*ASSIGNED TASK*:
Would you return, word for word, the lines of the data below from the line with "filename src/layout.rs" through the line with "FROM permission_groups AS groups", and no others?
━━ EXERCISE DATA ━━
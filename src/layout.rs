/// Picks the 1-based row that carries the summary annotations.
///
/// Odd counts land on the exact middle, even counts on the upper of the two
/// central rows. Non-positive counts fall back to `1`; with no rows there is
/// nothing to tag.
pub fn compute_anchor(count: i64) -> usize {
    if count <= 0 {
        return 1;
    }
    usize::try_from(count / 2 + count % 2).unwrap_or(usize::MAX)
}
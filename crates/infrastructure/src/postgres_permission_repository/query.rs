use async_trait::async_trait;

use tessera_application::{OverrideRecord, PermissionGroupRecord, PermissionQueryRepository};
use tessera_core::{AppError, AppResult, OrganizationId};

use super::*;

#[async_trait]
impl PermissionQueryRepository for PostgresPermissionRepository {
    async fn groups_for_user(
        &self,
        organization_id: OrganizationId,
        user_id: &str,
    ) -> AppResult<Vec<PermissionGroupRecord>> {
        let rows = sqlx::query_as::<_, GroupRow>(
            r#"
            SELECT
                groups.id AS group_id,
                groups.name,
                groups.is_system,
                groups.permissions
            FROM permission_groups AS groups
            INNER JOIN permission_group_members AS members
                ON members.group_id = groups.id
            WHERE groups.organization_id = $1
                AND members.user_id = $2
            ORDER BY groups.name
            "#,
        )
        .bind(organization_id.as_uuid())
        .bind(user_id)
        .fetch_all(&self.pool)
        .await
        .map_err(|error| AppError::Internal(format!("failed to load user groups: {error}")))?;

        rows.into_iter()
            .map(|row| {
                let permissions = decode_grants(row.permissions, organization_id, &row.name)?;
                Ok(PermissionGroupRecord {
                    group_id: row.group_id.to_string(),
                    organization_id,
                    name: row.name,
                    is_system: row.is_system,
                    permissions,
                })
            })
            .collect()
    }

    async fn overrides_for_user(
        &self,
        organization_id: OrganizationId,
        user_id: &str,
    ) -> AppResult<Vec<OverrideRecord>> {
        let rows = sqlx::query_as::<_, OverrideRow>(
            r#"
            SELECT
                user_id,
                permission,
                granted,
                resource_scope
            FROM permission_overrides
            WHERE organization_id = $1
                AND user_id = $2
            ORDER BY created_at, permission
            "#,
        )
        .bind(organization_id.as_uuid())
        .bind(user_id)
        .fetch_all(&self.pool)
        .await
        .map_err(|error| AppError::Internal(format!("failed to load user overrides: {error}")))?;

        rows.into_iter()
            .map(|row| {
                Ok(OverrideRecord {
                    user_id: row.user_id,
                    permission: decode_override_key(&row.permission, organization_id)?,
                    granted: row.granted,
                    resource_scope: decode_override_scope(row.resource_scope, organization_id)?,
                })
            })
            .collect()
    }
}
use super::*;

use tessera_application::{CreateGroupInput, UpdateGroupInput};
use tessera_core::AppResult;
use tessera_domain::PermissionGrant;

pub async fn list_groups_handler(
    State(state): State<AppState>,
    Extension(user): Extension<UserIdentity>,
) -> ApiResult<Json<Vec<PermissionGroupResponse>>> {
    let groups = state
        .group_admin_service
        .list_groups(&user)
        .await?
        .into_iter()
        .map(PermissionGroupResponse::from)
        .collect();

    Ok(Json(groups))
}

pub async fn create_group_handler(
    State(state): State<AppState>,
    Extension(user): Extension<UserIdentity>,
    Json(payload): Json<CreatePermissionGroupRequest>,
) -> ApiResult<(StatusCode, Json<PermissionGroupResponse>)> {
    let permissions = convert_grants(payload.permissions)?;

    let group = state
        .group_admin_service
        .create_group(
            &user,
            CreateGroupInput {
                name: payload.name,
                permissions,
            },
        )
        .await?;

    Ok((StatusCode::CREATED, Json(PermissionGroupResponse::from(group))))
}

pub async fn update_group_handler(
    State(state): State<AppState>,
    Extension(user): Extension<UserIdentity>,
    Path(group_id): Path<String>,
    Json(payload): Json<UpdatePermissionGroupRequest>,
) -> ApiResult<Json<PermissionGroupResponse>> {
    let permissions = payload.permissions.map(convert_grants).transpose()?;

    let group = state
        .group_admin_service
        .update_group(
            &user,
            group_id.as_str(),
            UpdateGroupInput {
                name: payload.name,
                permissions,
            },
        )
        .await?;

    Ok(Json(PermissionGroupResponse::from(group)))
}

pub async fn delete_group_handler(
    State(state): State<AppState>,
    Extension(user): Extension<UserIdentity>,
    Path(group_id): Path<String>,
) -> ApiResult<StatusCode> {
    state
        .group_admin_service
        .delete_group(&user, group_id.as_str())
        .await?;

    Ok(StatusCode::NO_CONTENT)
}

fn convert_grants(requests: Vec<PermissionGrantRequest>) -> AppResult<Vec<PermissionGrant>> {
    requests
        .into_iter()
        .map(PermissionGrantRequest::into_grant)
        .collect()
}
━━━
━━ EXERCISE DATA ━━
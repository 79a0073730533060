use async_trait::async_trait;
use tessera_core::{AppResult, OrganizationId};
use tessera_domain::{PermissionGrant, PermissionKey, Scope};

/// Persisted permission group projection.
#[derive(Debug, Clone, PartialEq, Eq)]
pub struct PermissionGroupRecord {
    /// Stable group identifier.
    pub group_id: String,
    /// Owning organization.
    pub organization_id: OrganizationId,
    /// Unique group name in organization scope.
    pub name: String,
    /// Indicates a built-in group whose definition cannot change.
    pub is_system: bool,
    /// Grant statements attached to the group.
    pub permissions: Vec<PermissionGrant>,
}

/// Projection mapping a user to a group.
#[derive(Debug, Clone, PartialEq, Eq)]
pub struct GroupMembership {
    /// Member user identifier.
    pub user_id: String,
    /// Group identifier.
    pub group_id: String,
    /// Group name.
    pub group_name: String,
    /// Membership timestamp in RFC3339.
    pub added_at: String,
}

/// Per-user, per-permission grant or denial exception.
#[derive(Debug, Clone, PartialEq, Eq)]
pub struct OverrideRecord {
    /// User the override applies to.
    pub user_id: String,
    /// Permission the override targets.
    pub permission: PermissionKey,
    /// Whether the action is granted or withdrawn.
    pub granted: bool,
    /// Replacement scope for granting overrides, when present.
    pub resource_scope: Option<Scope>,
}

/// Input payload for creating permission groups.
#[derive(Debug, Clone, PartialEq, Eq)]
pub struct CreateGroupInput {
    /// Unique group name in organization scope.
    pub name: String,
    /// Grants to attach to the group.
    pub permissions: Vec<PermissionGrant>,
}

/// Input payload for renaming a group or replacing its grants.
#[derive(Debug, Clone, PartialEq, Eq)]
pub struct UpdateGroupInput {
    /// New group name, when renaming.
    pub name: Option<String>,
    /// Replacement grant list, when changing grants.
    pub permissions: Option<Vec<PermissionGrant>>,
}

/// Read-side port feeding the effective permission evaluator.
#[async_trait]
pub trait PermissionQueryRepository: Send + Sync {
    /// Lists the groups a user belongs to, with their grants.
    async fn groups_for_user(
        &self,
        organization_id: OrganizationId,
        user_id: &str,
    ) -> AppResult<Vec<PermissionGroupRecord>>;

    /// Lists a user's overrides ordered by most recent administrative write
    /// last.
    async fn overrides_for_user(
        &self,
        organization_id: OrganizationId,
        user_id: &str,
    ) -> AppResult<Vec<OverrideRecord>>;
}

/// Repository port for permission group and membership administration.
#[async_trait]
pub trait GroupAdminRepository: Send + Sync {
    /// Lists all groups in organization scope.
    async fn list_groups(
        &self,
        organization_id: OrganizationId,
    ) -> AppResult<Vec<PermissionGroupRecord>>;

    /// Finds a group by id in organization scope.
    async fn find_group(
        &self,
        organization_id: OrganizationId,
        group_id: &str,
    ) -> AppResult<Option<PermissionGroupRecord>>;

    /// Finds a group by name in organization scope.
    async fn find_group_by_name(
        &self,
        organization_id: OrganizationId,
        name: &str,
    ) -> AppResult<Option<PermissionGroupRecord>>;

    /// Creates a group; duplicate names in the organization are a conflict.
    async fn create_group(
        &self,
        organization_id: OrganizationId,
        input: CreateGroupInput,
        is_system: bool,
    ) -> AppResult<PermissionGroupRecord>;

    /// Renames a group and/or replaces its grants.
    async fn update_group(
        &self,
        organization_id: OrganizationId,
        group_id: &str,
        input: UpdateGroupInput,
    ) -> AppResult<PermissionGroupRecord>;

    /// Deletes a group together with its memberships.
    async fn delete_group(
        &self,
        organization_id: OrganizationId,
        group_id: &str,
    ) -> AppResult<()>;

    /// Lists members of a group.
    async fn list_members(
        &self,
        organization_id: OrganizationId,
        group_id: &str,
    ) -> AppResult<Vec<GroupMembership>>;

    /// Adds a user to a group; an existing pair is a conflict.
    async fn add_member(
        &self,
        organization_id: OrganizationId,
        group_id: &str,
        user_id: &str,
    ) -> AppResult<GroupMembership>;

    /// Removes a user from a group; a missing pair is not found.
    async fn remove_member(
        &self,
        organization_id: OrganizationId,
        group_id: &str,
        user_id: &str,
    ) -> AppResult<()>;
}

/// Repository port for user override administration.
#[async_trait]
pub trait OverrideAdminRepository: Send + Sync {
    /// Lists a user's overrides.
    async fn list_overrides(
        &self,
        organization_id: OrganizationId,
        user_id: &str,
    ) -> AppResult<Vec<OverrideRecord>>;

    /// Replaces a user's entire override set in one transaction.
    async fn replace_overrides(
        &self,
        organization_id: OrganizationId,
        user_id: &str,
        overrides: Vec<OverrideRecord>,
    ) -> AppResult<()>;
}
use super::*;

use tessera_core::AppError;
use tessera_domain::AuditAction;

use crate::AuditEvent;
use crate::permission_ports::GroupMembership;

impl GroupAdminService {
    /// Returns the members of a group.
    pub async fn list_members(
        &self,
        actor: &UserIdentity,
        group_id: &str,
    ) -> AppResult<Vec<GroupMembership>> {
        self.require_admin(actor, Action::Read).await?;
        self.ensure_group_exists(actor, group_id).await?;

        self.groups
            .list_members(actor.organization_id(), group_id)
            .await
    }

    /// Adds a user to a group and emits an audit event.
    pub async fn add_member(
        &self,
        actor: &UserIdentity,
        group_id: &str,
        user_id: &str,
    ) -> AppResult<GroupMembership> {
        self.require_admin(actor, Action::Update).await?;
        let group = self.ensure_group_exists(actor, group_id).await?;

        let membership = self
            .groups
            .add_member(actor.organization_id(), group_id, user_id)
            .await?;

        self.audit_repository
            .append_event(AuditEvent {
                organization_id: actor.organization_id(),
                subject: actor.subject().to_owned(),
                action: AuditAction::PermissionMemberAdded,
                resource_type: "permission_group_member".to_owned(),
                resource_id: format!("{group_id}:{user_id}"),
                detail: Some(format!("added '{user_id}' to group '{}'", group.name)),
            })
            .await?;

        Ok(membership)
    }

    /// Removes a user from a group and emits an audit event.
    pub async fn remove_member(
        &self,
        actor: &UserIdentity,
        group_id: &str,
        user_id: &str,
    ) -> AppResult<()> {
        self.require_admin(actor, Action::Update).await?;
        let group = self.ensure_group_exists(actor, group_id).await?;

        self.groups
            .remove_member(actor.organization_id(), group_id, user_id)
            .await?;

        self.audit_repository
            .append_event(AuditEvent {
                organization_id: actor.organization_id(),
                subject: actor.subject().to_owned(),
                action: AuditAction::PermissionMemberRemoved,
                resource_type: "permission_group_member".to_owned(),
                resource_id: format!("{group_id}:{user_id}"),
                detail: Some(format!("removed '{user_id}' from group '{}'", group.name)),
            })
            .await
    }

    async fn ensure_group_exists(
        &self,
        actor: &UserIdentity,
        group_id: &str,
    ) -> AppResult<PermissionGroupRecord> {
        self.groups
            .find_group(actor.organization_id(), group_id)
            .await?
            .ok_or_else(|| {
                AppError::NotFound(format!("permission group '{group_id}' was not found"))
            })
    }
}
━━━
━━ EXERCISE DATA ━━
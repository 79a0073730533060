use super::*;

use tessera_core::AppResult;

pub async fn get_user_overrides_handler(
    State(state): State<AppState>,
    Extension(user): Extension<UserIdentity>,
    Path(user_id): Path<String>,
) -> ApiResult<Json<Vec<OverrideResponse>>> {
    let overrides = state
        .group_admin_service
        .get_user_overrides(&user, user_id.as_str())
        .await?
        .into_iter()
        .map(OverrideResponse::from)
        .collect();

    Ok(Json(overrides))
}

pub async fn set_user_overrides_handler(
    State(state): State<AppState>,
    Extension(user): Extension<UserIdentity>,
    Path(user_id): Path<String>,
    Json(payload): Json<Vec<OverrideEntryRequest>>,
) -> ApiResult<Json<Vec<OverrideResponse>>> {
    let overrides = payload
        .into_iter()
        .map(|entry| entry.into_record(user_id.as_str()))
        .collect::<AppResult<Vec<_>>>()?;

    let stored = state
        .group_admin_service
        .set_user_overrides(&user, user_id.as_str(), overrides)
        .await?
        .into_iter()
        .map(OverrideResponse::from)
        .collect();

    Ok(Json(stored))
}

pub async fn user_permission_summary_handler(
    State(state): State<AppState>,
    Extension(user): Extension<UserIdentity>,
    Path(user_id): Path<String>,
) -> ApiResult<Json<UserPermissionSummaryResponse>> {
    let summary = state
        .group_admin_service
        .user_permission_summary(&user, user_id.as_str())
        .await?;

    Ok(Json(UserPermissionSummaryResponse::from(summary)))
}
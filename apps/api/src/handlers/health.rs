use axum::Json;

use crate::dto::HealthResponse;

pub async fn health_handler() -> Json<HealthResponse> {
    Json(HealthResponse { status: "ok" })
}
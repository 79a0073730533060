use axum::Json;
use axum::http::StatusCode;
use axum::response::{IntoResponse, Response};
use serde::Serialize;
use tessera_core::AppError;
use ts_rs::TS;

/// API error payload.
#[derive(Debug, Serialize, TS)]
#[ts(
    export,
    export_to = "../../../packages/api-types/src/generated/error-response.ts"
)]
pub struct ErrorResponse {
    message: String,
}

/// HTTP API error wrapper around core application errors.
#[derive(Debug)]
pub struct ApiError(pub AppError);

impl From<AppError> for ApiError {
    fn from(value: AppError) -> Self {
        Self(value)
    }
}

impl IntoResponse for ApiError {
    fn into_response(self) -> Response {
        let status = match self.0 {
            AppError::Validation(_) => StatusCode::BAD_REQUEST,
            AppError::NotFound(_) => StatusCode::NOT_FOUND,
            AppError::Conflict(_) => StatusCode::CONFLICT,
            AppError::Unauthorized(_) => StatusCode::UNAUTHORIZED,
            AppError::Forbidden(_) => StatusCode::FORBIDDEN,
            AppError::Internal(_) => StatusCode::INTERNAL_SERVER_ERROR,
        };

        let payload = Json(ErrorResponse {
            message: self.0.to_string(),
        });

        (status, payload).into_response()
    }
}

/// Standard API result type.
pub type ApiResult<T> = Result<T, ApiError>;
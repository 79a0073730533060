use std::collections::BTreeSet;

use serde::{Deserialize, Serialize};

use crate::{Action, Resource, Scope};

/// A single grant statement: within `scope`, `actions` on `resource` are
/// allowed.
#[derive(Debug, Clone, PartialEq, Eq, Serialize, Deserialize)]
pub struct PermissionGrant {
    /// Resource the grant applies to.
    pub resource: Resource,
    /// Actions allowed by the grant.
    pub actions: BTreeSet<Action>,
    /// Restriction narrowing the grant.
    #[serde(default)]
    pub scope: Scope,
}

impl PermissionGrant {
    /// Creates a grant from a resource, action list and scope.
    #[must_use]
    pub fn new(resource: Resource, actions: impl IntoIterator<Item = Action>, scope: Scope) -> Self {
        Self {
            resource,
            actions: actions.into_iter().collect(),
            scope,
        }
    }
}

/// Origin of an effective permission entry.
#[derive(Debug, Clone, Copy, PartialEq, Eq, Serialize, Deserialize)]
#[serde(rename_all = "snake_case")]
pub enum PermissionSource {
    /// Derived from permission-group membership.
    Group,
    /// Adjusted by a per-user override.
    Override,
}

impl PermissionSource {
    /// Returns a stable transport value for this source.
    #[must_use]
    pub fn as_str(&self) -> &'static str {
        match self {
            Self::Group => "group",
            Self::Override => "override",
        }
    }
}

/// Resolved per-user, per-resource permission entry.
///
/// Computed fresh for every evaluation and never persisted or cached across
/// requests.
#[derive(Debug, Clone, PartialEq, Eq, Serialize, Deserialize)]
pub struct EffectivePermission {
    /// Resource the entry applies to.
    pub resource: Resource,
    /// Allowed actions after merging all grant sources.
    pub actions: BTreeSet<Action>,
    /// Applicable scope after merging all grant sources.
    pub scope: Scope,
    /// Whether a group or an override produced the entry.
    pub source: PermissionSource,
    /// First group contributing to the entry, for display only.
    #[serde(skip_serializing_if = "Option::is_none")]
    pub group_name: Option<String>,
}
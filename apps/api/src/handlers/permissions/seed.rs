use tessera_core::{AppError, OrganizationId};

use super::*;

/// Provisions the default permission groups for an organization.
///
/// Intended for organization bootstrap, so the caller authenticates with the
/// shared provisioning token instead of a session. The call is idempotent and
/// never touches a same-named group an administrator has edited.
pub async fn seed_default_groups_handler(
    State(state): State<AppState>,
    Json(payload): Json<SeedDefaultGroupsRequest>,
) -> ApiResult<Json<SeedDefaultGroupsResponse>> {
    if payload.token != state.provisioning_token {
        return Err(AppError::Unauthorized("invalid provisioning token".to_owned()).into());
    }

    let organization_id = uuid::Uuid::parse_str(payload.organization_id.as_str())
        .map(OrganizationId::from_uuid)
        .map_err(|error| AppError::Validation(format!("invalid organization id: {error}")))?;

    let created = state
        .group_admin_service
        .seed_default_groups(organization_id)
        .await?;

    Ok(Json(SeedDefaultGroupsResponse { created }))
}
━━━
*REPLY TO THE TASK*:
filename src/layout.rs
/// Picks the 1-based row that carries the summary annotations.
///
/// Odd counts land on the exact middle, even counts on the upper of the two
/// central rows. Non-positive counts fall back to `1`; with no rows there is
/// nothing to tag.
pub fn compute_anchor(count: i64) -> usize {
    if count <= 0 {
        return 1;
    }
    usize::try_from(count / 2 + count % 2).unwrap_or(usize::MAX)
}
filename crates/infrastructure/src/postgres_permission_repository/query.rs
use async_trait::async_trait;

use tessera_application::{OverrideRecord, PermissionGroupRecord, PermissionQueryRepository};
use tessera_core::{AppError, AppResult, OrganizationId};

use super::*;

#[async_trait]
impl PermissionQueryRepository for PostgresPermissionRepository {
    async fn groups_for_user(
        &self,
        organization_id: OrganizationId,
        user_id: &str,
    ) -> AppResult<Vec<PermissionGroupRecord>> {
        let rows = sqlx::query_as::<_, GroupRow>(
            r#"
            SELECT
                groups.id AS group_id,
                groups.name,
                groups.is_system,
                groups.permissions
            FROM permission_groups AS groups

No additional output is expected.